Data provided START

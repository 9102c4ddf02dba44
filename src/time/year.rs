use derive_more::Display;
use serde::{Deserialize, Serialize};

use crate::time::{Month, WeekDay};

#[derive(
    Debug, Clone, Copy, PartialEq, PartialOrd, Eq, Ord, Hash, Deserialize, Serialize, Display,
)]
#[serde(from = "usize")]
#[serde(into = "usize")]
pub struct Year(usize);

impl Year {
    /// The proleptic gregorian date 0000-01-01 is the base date, dates before it
    /// can not be represented.
    const BASE_DATE: (Self, WeekDay) = (Self(0), WeekDay::Saturday);

    #[must_use]
    pub const fn new(year: usize) -> Self {
        Self(year)
    }

    #[must_use]
    pub const fn as_usize(&self) -> usize {
        self.0
    }

    /// A year that is not a leap year is a common year.
    #[must_use]
    pub const fn is_common_year(&self) -> bool {
        !self.is_leap_year()
    }

    /// A leap year is a calendar year that contains an additional day added to February, so
    /// it has 29 days instead of the regular 28 days.
    #[must_use]
    pub const fn is_leap_year(&self) -> bool {
        // https://en.wikipedia.org/wiki/Leap_year#Algorithm
        self.0 % 4 == 0 && (self.0 % 100 != 0 || self.0 % 400 == 0)
    }

    #[must_use]
    pub const fn number_of_days_in_month(&self, month: Month) -> usize {
        match month {
            Month::February => {
                if self.is_leap_year() {
                    29
                } else {
                    28
                }
            }
            Month::April | Month::June | Month::September | Month::November => 30,
            _ => 31,
        }
    }

    /// Returns the number of days in this year.
    #[must_use]
    pub const fn days(&self) -> usize {
        if self.is_leap_year() {
            366
        } else {
            365
        }
    }

    /// The number of days in this year that come before the first day of `month`.
    #[must_use]
    pub(super) const fn days_before(&self, month: Month) -> usize {
        let mut result = 0;
        let mut current = Month::January;

        while !current.is_eq(&month) {
            result += self.number_of_days_in_month(current);
            current = current.next();
        }

        result
    }

    /// Number of days between 0000-01-01 and the first day of this year.
    pub(super) const fn days_since_base_date(&self) -> usize {
        let year = self.0;
        // year 0 is a leap year, so the leap years in 0..year are
        // ceil(year / 4) - ceil(year / 100) + ceil(year / 400)
        let leap_years = (year + 3) / 4 - (year + 99) / 100 + (year + 399) / 400;

        year * 365 + leap_years
    }

    /// Calculate the weekday of this year and the specified month and day.
    ///
    /// # Note
    ///
    /// This function assumes that the day is valid.
    #[must_use]
    pub const fn week_day(&self, month: Month, day: usize) -> WeekDay {
        let (_, week_day_ref) = Self::BASE_DATE;
        let days = self.days_since_base_date() + self.days_before(month) + (day - 1);

        week_day_ref.add_const(days)
    }

    #[must_use]
    pub const fn next(&self) -> Self {
        Self(self.0 + 1)
    }
}

impl From<usize> for Year {
    fn from(value: usize) -> Self {
        Self::new(value)
    }
}

impl From<Year> for usize {
    fn from(value: Year) -> Self {
        value.as_usize()
    }
}
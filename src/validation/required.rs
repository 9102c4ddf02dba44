use log::debug;

use crate::model::Visit;
use crate::validation::{visit_rule, Errors, Validator, REQUIRED};

const REQUIRED_MESSAGE: &str = "is required";

/// Rejects visits without a date.
#[derive(Debug, Clone, Copy, Default, PartialEq, Eq)]
pub struct RequiredDate;

impl<T> Validator<T> for RequiredDate
where
    T: AsRef<Visit> + ?Sized,
{
    fn validate(&self, target: &T, errors: &mut Errors) {
        if target.as_ref().date.is_none() {
            debug!("rejected visit without a date");
            errors.reject_value("date", REQUIRED, REQUIRED_MESSAGE);
        }
    }
}

visit_rule!(RequiredDate);

/// Rejects visits without a description or with one that is only whitespace.
#[derive(Debug, Clone, Copy, Default, PartialEq, Eq)]
pub struct RequiredDescription;

impl<T> Validator<T> for RequiredDescription
where
    T: AsRef<Visit> + ?Sized,
{
    fn validate(&self, target: &T, errors: &mut Errors) {
        let is_blank = target
            .as_ref()
            .description
            .as_deref()
            .map_or(true, |description| description.trim().is_empty());

        if is_blank {
            debug!("rejected visit without a description");
            errors.reject_value("description", REQUIRED, REQUIRED_MESSAGE);
        }
    }
}

visit_rule!(RequiredDescription);
use crate::model::{Entity, Kind, Visit};
use crate::validation::Errors;

/// A check of values of type `T`. Implementing it for a type is what makes a
/// rule applicable to that type, so a rule can not be called with anything else.
pub trait Validator<T: ?Sized> {
    fn validate(&self, target: &T, errors: &mut Errors);
}

/// A rule that is routed to entities by their [`Kind`].
///
/// The pipeline asks [`Rule::applies`] first and only calls [`Rule::check`]
/// for entities whose kind has been accepted.
pub trait Rule: Send + Sync {
    fn name(&self) -> &'static str;

    fn applies(&self, kind: Kind) -> bool;

    fn check(&self, entity: &dyn Entity, errors: &mut Errors);
}

/// Runs `validator` on the visit `entity` is or extends.
pub(crate) fn check_visit<V>(validator: &V, entity: &dyn Entity, errors: &mut Errors)
where
    V: Validator<Visit> + ?Sized,
{
    if let Some(visit) = entity.as_visit() {
        validator.validate(visit, errors);
    }
}

/// Implements [`Rule`] for a validator of everything that is a visit.
macro_rules! visit_rule {
    ($rule:ty) => {
        impl $crate::validation::Rule for $rule {
            fn name(&self) -> &'static str {
                stringify!($rule)
            }

            fn applies(&self, kind: $crate::model::Kind) -> bool {
                kind.is_assignable_to($crate::model::Kind::Visit)
            }

            fn check(
                &self,
                entity: &dyn $crate::model::Entity,
                errors: &mut $crate::validation::Errors,
            ) {
                $crate::validation::check_visit(self, entity, errors)
            }
        }
    };
}

pub(crate) use visit_rule;
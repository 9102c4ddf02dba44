//! Compares the week days with the ones of the `time` crate.

use visit_rules::date;
use visit_rules::time::{Date, Month, WeekDay, Year};

use pretty_assertions::assert_eq;

fn expected_week_day(date: Date) -> WeekDay {
    let month = time::Month::try_from(date.month().as_usize() as u8).unwrap();
    let expected = time::Date::from_calendar_date(
        date.year().as_usize() as i32,
        month,
        date.day() as u8,
    )
    .unwrap();

    WeekDay::try_from(expected.weekday().number_from_monday() as usize).unwrap()
}

#[test]
fn test_week_day_matches_time_crate() {
    for year in (1900..=2100).map(Year::new) {
        for month in Month::months() {
            for day in 1..=year.number_of_days_in_month(month) {
                let date = Date::new(year, month, day).unwrap();

                assert_eq!(date.week_day(), expected_week_day(date), "week day of {}", date);
            }
        }
    }
}

#[test]
fn test_ancient_dates() {
    for date in [date!(0001:01:01), date!(0400:02:29), date!(1582:10:15)] {
        assert_eq!(date.week_day(), expected_week_day(date), "week day of {}", date);
    }
}
use core::fmt;
use core::ops::Add;

use serde::{Deserialize, Serialize};
use thiserror::Error;

/// A day of the week, numbered the ISO way (monday is the first day).
#[derive(Debug, Clone, Copy, PartialEq, PartialOrd, Eq, Ord, Hash, Deserialize, Serialize)]
pub enum WeekDay {
    Monday = 1,
    Tuesday = 2,
    Wednesday = 3,
    Thursday = 4,
    Friday = 5,
    Saturday = 6,
    Sunday = 7,
}

impl WeekDay {
    #[must_use]
    pub const fn week_days() -> [Self; 7] {
        [
            Self::Monday,
            Self::Tuesday,
            Self::Wednesday,
            Self::Thursday,
            Self::Friday,
            Self::Saturday,
            Self::Sunday,
        ]
    }

    #[must_use]
    pub const fn as_usize(&self) -> usize {
        *self as usize
    }

    #[must_use]
    pub const fn is_eq(&self, other: &Self) -> bool {
        self.as_usize() == other.as_usize()
    }

    /// Returns the week day that is `days` after `self`.
    #[must_use]
    pub const fn add_const(self, days: usize) -> Self {
        Self::week_days()[(self.as_usize() - 1 + days % 7) % 7]
    }
}

impl Add<usize> for WeekDay {
    type Output = Self;

    fn add(self, rhs: usize) -> Self::Output {
        self.add_const(rhs)
    }
}

impl fmt::Display for WeekDay {
    fn fmt(&self, f: &mut fmt::Formatter<'_>) -> fmt::Result {
        fmt::Debug::fmt(self, f)
    }
}

#[derive(Debug, Clone, Copy, PartialEq, Eq, Error)]
#[error("{0} is not a week day number, expected 1 (monday) to 7 (sunday)")]
pub struct InvalidWeekDayNumber(pub usize);

impl TryFrom<usize> for WeekDay {
    type Error = InvalidWeekDayNumber;

    fn try_from(value: usize) -> Result<Self, Self::Error> {
        match value {
            1..=7 => Ok(Self::week_days()[value - 1]),
            _ => Err(InvalidWeekDayNumber(value)),
        }
    }
}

Data provided END

Using the records above, restate word for word the lines from the one with "Hash, Deserialize, Serialize)]" through the one with "fn add(self, rhs: usize)", both included.

#[derive(Debug, Clone, Copy, PartialEq, PartialOrd, Eq, Ord, Hash, Deserialize, Serialize)]
pub enum WeekDay {
    Monday = 1,
    Tuesday = 2,
    Wednesday = 3,
    Thursday = 4,
    Friday = 5,
    Saturday = 6,
    Sunday = 7,
}

impl WeekDay {
    #[must_use]
    pub const fn week_days() -> [Self; 7] {
        [
            Self::Monday,
            Self::Tuesday,
            Self::Wednesday,
            Self::Thursday,
            Self::Friday,
            Self::Saturday,
            Self::Sunday,
        ]
    }

    #[must_use]
    pub const fn as_usize(&self) -> usize {
        *self as usize
    }

    #[must_use]
    pub const fn is_eq(&self, other: &Self) -> bool {
        self.as_usize() == other.as_usize()
    }

    /// Returns the week day that is `days` after `self`.
    #[must_use]
    pub const fn add_const(self, days: usize) -> Self {
        Self::week_days()[(self.as_usize() - 1 + days % 7) % 7]
    }
}

impl Add<usize> for WeekDay {
    type Output = Self;

    fn add(self, rhs: usize) -> Self::Output {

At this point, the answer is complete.